Entering Wednesday, the A's catcher led the team with an average of 6.39 plate appearances per walk. In contrast, he is striking out just once every 8.85 trips to the plate, good for third on the team. Last year he averaged 8.32 plate appearances between walks, with 4.34 between strikeouts in 304 total trips to the plate.
This year, he already had 115 plate appearances before Wednesday.
"Anyone in here can tell you, when you're in there every day, you get better pitch recognition, better timing, you trust your hands, you trust your body more, you trust the game more," Norris said. "It's just a comfortability thing.

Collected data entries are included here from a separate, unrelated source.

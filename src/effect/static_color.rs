//! Static color effect
//!
//! Shows one fixed color for as long as the signal stays on.

use embassy_time::Duration;

use super::{Effect, Frame};
use crate::{color::Rgb, rng::Rng};

/// Static color effect - holds a single color
#[derive(Debug, Clone)]
pub struct StaticColorEffect {
    color: Rgb,
    /// How often the signal is re-checked while the color is held
    poll_interval: Duration,
}

impl StaticColorEffect {
    /// Create a new static color effect
    pub const fn new(color: Rgb, poll_interval: Duration) -> Self {
        Self {
            color,
            poll_interval,
        }
    }
}

impl Effect for StaticColorEffect {
    fn step(&mut self, _rng: &mut Rng) -> Frame {
        Frame::new(self.color, self.poll_interval)
    }
}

"When you don't play for a couple of days, you get in there, you have to see a couple of pitches out of the hand to get that back. When you're in there more often than not, you don't have to do that."
As a result, Norris is actually averaging fewer pitches per plate appearance (3.86) than he took last year (4.26), even after his 14-pitch battle with Rays righty Jake Odorizzi on Tuesday. He saw 30 pitches total on the night and drew a career-high-tying three walks, despite not feeling great at the plate, he said.
"I could've very easily gone 0-for-4 last night, and I turned that into an 0-for-1 with three walks and eliminated three outs," Norris said. "I feel like I'm seeing a lot of pitches, but I don't feel like I have to waste as many pitches seen.
"When you're in there consecutively, you're in there against righties and lefties and seeing the ball at all angles all the time and watching a pitch, that to me is a wasted pitch. That pitch right down the middle, you don't have to take it. You can, but before, when I wasn't playing often, it would've been automatic. Now, I'm in there, and if it's right there in the happy zone, I'm gonna go ahead and swing."
Just like he did last week on two 3-0 pitches from Washington's Gio Gonzalez he belted for three-run homers.
"Last year," he said, "I would've taken both of those pitches, just because I wouldn't have trusted it."
• Ryan Cook (forearm strain) is throwing out to 110 feet, Melvin said, and could potentially throw a bullpen session upon the club's return to Oakland next week.
• Lefty Eric O'Flaherty (Tommy John surgery) is scheduled to throw one inning in a simulated game in extended spring training on Saturday.